### Exercise requirements
Extract from the entries below, exactly as given, only the lines from the line containing "#[derive(Debug, Parser)]" to the line containing "if let Err(err)", both lines included.

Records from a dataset
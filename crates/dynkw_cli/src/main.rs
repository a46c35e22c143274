//! Keyword listing tool for module metadata stores.
//!
//! # Responsibility
//! - Open a metadata store and run discovery for each stored module.
//! - Print the discovered keyword forest as text or JSON.
//!
//! # Invariants
//! - A module that fails discovery is reported and does not stop the others.
//! - Exit status is non-zero when the store cannot be read or any module
//!   failed.

use clap::Parser;
use dynkw_core::model::spec::{KeywordSpec, ModuleRef};
use dynkw_core::{
    discover_keywords, init_logging, open_db, MetadataRepository, SqliteMetadataRepository,
};
use log::{error, info};
use std::path::PathBuf;
use std::process::ExitCode;
use std::sync::Arc;

#[derive(Debug, Parser)]
#[command(name = "dynkw", version, about = "List keywords declared in a module metadata store")]
struct Args {
    /// Path to the metadata store.
    #[arg(long)]
    store: PathBuf,

    /// Only list this module (case-insensitive).
    #[arg(long)]
    module: Option<String>,

    /// Print JSON instead of an indented tree.
    #[arg(long)]
    json: bool,

    #[arg(long, default_value_t = dynkw_core::default_log_level().to_string())]
    log_level: String,

    /// Absolute directory for log files; logging is off when omitted.
    #[arg(long)]
    log_dir: Option<PathBuf>,
}

enum Listing {
    Keywords(Vec<Arc<KeywordSpec>>),
    Failed(String),
}

fn main() -> ExitCode {
    let args = Args::parse();

    if let Some(log_dir) = &args.log_dir {
        if let Err(err) = init_logging(&args.log_level, &log_dir.to_string_lossy()) {
            eprintln!("warning: logging disabled: {err}");
        }
    }

    match run(&args) {
        Ok(true) => ExitCode::SUCCESS,
        Ok(false) => ExitCode::FAILURE,
        Err(err) => {
            error!("event=cli_list module=cli status=error error={err}");
            eprintln!("error: {err}");
            ExitCode::FAILURE
        }
    }
}

/// Returns `Ok(false)` when at least one module failed discovery.
fn run(args: &Args) -> Result<bool, Box<dyn std::error::Error>> {
    let conn = open_db(&args.store)?;
    let repo = SqliteMetadataRepository::new(&conn);

    let modules = match &args.module {
        Some(name) => match repo.find_module(name)? {
            Some(module) => vec![module],
            None => return Err(format!("module `{name}` is not in the store").into()),
        },
        None => repo.list_modules()?,
    };

    let mut listings = Vec::with_capacity(modules.len());
    for module in modules {
        let listing = match repo.load_module(module.id) {
            Ok(metadata) => match discover_keywords(&metadata) {
                Ok(forest) => Listing::Keywords(forest.into_values().collect()),
                Err(err) => Listing::Failed(err.to_string()),
            },
            Err(err) => Listing::Failed(err.to_string()),
        };
        listings.push((module, listing));
    }

    let all_ok = listings
        .iter()
        .all(|(_, listing)| matches!(listing, Listing::Keywords(_)));
    info!(
        "event=cli_list module=cli status={} module_count={}",
        if all_ok { "ok" } else { "partial" },
        listings.len()
    );

    if args.json {
        print_json(&listings)?;
    } else {
        print_text(&listings);
    }
    Ok(all_ok)
}

fn print_json(listings: &[(ModuleRef, Listing)]) -> serde_json::Result<()> {
    let modules: Vec<serde_json::Value> = listings
        .iter()
        .map(|(module, listing)| match listing {
            Listing::Keywords(keywords) => serde_json::json!({
                "module": module,
                "keywords": keywords,
            }),
            Listing::Failed(message) => serde_json::json!({
                "module": module,
                "error": message,
            }),
        })
        .collect();
    println!("{}", serde_json::to_string_pretty(&modules)?);
    Ok(())
}

fn print_text(listings: &[(ModuleRef, Listing)]) {
    for (module, listing) in listings {
        println!("{module} ({})", module.id);
        match listing {
            Listing::Keywords(keywords) if keywords.is_empty() => println!("  (no keywords)"),
            Listing::Keywords(keywords) => {
                for keyword in keywords {
                    print_keyword(keyword, 1);
                }
            }
            Listing::Failed(message) => println!("  discovery failed: {message}"),
        }
    }
}

fn print_keyword(keyword: &KeywordSpec, depth: usize) {
    let indent = "  ".repeat(depth);
    println!(
        "{indent}{} [body={} use={}]",
        keyword.name, keyword.body_mode, keyword.use_mode
    );
    for parameter in &keyword.parameters {
        let sets: Vec<String> = parameter
            .parameter_sets
            .iter()
            .map(|(set, data)| {
                let position = data
                    .position
                    .map_or_else(|| "named".to_string(), |position| format!("pos {position}"));
                let mandatory = if data.mandatory { ", mandatory" } else { "" };
                format!("{set}: {position}{mandatory}")
            })
            .collect();
        println!(
            "{indent}  -{} <{}> ({})",
            parameter.name,
            parameter.type_name,
            sets.join("; ")
        );
    }
    for property in &keyword.properties {
        let mandatory = if property.mandatory { " mandatory" } else { "" };
        println!(
            "{indent}  .{} <{}>{mandatory}",
            property.name, property.type_constraint
        );
    }
    for child in &keyword.children {
        print_keyword(child, depth + 1);
    }
}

### Answer to this task
#[derive(Debug, Parser)]
#[command(name = "dynkw", version, about = "List keywords declared in a module metadata store")]
struct Args {
    /// Path to the metadata store.
    #[arg(long)]
    store: PathBuf,

    /// Only list this module (case-insensitive).
    #[arg(long)]
    module: Option<String>,

    /// Print JSON instead of an indented tree.
    #[arg(long)]
    json: bool,

    #[arg(long, default_value_t = dynkw_core::default_log_level().to_string())]
    log_level: String,

    /// Absolute directory for log files; logging is off when omitted.
    #[arg(long)]
    log_dir: Option<PathBuf>,
}

enum Listing {
    Keywords(Vec<Arc<KeywordSpec>>),
    Failed(String),
}

fn main() -> ExitCode {
    let args = Args::parse();

    if let Some(log_dir) = &args.log_dir {
        if let Err(err) = init_logging(&args.log_level, &log_dir.to_string_lossy()) {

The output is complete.